À côté d’elle vagissait un enfant fiévreux, jaune et maigre. Le forgeron, père de cet avorton, reposait avec quelques autres pionniers sous un petit monticule de terre dans le pays des Chicachas, dits « Courtes Jambes », près de la source d’une rivière, que les émigrants avaient baptisée non sans raison « Purgatoire », au pied des monts Sang-du-Christ. Le campement, déjà devenu village, à l’avant-garde de l’Ouest, avait été attaqué par les Indiens. Les hommes, et le forgeron le premier, s’étaient défendus comme des lions, mais les « Courtes Jambes » semblaient naître de la terre même, au fur et à mesure que tombaient leurs frères. Mignette, qui, au moment de l’attaque, lavait du linge dans la rivière, son fils reposant sur la berge à l’ombre d’un buisson, avait échappé au massacre et à l’incendie des chariots et des cabanes. En pleurant, elle avait remonté le cours de la rivière, portant son enfant et son petit sac, dont elle ne se séparait jamais. Elle se souvenait avoir vu, les jours précédents, un détachement de fédéraux escortant un géographe en mission d’exploration. Pendant plus d’une semaine, grignotant des baies amères, buvant de l’eau, elle avait marché. Ses seins vides ne pouvaient plus fournir de subsistance à l’enfant. Elle regrettait, par moments, de ne pas s’être montrée aux Indiens. Les Chicachas ne passaient pas pour des tortionnaires, simplement pour des voleurs. Ils tuaient de manière expéditive, s’emparaient des chevaux, du bétail et des fusils, puis disparaissaient dans leurs montagnes. C’est en tout cas ce qu’avait dit un vieux coureur de prairie.
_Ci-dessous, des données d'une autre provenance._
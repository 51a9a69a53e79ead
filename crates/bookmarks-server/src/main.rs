//! # bookmarks-server
//!
//! HTTP front end of the bookmark store.
//!
//! This binary provides:
//! - the **REST API** (axum) below `/api/v1` for bookmarks, folders, paths,
//!   favicons and file items
//! - **principal extraction** from the header set by the fronting
//!   authentication proxy
//! - background **favicon acquisition** into a disk or database blob store

mod api;
mod config;
mod error;

use std::sync::Arc;

use bookmarks_app::{Application, BlobStore, DbBlobStore, DiskBlobStore};
use bookmarks_favicon::FaviconFetcher;
use bookmarks_store::{Database, Store};
use tracing::info;
use tracing_subscriber::EnvFilter;

use crate::api::AppState;
use crate::config::{FaviconStorage, ServerConfig};

#[tokio::main]
async fn main() -> anyhow::Result<()> {
    // -----------------------------------------------------------------------
    // 1. Initialize tracing (respects RUST_LOG env var)
    // -----------------------------------------------------------------------
    tracing_subscriber::fmt()
        .with_env_filter(
            EnvFilter::try_from_default_env()
                .unwrap_or_else(|_| EnvFilter::new("info,bookmarks_server=debug,bookmarks_app=debug")),
        )
        .init();

    info!("Starting bookmarks server v{}", env!("CARGO_PKG_VERSION"));

    // -----------------------------------------------------------------------
    // 2. Load configuration
    // -----------------------------------------------------------------------
    let config = ServerConfig::from_env();
    info!(?config, "Loaded configuration");

    // -----------------------------------------------------------------------
    // 3. Open the database (runs pending migrations)
    // -----------------------------------------------------------------------
    let database = match &config.database_path {
        Some(path) => Database::open_at(path)?,
        None => Database::new()?,
    };
    if let Some(path) = database.path() {
        info!(path = %path.display(), "Database opened");
    }
    let store = Arc::new(Store::new(database));

    // -----------------------------------------------------------------------
    // 4. Favicon storage and fetcher
    // -----------------------------------------------------------------------
    let blobs: Arc<dyn BlobStore> = match config.favicon_storage {
        FaviconStorage::Disk => Arc::new(
            DiskBlobStore::new(config.favicon_path.clone(), config.max_favicon_size).await?,
        ),
        FaviconStorage::Database => {
            info!("Favicons are stored in the database");
            Arc::new(DbBlobStore::new(store.clone(), config.max_favicon_size))
        }
    };
    let fetcher = Arc::new(FaviconFetcher::new(config.fetch_timeout)?);

    let app = Application::new(store, blobs, fetcher).with_build(config.build_number.clone());

    let http_addr = config.http_addr;
    let app_state = AppState {
        app,
        config: Arc::new(config),
    };

    // -----------------------------------------------------------------------
    // 5. Run the HTTP API server (blocks until shutdown)
    // -----------------------------------------------------------------------
    tokio::select! {
        result = api::serve(app_state, http_addr) => {
            if let Err(e) = result {
                tracing::error!(error = %e, "HTTP server failed");
                return Err(e);
            }
        }
        _ = tokio::signal::ctrl_c() => {
            info!("Received Ctrl+C, shutting down");
        }
    }

    Ok(())
}
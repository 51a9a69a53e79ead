//! Database connection management.
//!
//! The [`Database`] struct owns a [`rusqlite::Connection`] and guarantees that
//! migrations are run before any other operation.

use std::path::{Path, PathBuf};

use directories::ProjectDirs;
use rusqlite::{Connection, OpenFlags};

use crate::error::{Result, StoreError};
use crate::migrations;

const BUSY_TIMEOUT: std::time::Duration = std::time::Duration::from_secs(5);

/// Wrapper around a [`rusqlite::Connection`].
pub struct Database {
    conn: Connection,
}

impl Database {
    /// Location of the default database file in the platform data directory:
    /// - Linux:   `~/.local/share/bookmarks/bookmarks.db`
    /// - macOS:   `~/Library/Application Support/net.binggl.bookmarks/bookmarks.db`
    /// - Windows: `{FOLDERID_RoamingAppData}\binggl\bookmarks\data\bookmarks.db`
    pub fn default_path() -> Result<PathBuf> {
        let project_dirs =
            ProjectDirs::from("net", "binggl", "bookmarks").ok_or(StoreError::NoDataDir)?;
        Ok(project_dirs.data_dir().join("bookmarks.db"))
    }

    /// Open (or create) the default application database.
    pub fn new() -> Result<Self> {
        let db_path = Self::default_path()?;
        tracing::info!(path = %db_path.display(), "opening database");
        Self::open_at(&db_path)
    }

    /// Open (or create) a database at an explicit path.
    ///
    /// Missing parent directories are created.
    pub fn open_at(path: &Path) -> Result<Self> {
        if let Some(parent) = path.parent() {
            if !parent.as_os_str().is_empty() {
                std::fs::create_dir_all(parent)?;
            }
        }

        let conn = Connection::open(path)?;
        conn.pragma_update(None, "journal_mode", "WAL")?;
        Self::prepare(conn)
    }

    /// Open a private in-memory database. Used by tests.
    pub fn open_in_memory() -> Result<Self> {
        Self::prepare(Connection::open_in_memory()?)
    }

    /// Open a read-only connection to an existing, migrated database file.
    pub fn open_reader(path: &Path) -> Result<Connection> {
        let conn = Connection::open_with_flags(
            path,
            OpenFlags::SQLITE_OPEN_READ_ONLY | OpenFlags::SQLITE_OPEN_NO_MUTEX,
        )?;
        conn.busy_timeout(BUSY_TIMEOUT)?;
        Ok(conn)
    }

    fn prepare(conn: Connection) -> Result<Self> {
        conn.pragma_update(None, "foreign_keys", "ON")?;
        // A second process writing the same file waits instead of failing.
        conn.busy_timeout(BUSY_TIMEOUT)?;

        migrations::run_migrations(&conn)?;

        Ok(Self { conn })
    }

    pub fn conn(&self) -> &Connection {
        &self.conn
    }

    pub fn conn_mut(&mut self) -> &mut Connection {
        &mut self.conn
    }

    /// Return the filesystem path of the open database (if any).
    pub fn path(&self) -> Option<PathBuf> {
        self.conn
            .path()
            .filter(|p| !p.is_empty())
            .map(PathBuf::from)
    }
}

#[cfg(test)]
mod tests {
    use super::*;

    #[test]
    fn open_round_trip() {
        let dir = tempfile::tempdir().unwrap();
        let path = dir.path().join("nested").join("test.db");

        let db = Database::open_at(&path).expect("should open");
        assert!(db.path().is_some());
        assert!(path.exists());
    }

    #[test]
    fn reopen_keeps_schema_version() {
        let dir = tempfile::tempdir().unwrap();
        let path = dir.path().join("test.db");

        drop(Database::open_at(&path).unwrap());
        let db = Database::open_at(&path).unwrap();
        let version: u32 = db
            .conn()
            .pragma_query_value(None, "user_version", |row| row.get(0))
            .unwrap();
        assert_eq!(version, migrations::CURRENT_VERSION);
    }
}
La jeune veuve exténuée avait fini par retrouver le groupe de soldats. Soignée, restaurée, elle avait voulu revenir avec eux sur les lieux du combat, pour donner une sépulture décente à Albert. Les soldats avaient creusé une grande fosse et enseveli profondément les dix-huit morts qu’ils avaient trouvés, déjà à demi dévorés par les charognards et les lynx. Un officier ayant lu deux versets de la Bible, le détachement bien aligné avait tiré une salve d’honneur et le convoi, sur ses gardes, s’en était retourné, abandonnant les morts à la terre qu’ils avaient foulée, vivants, avec tant d’espérance.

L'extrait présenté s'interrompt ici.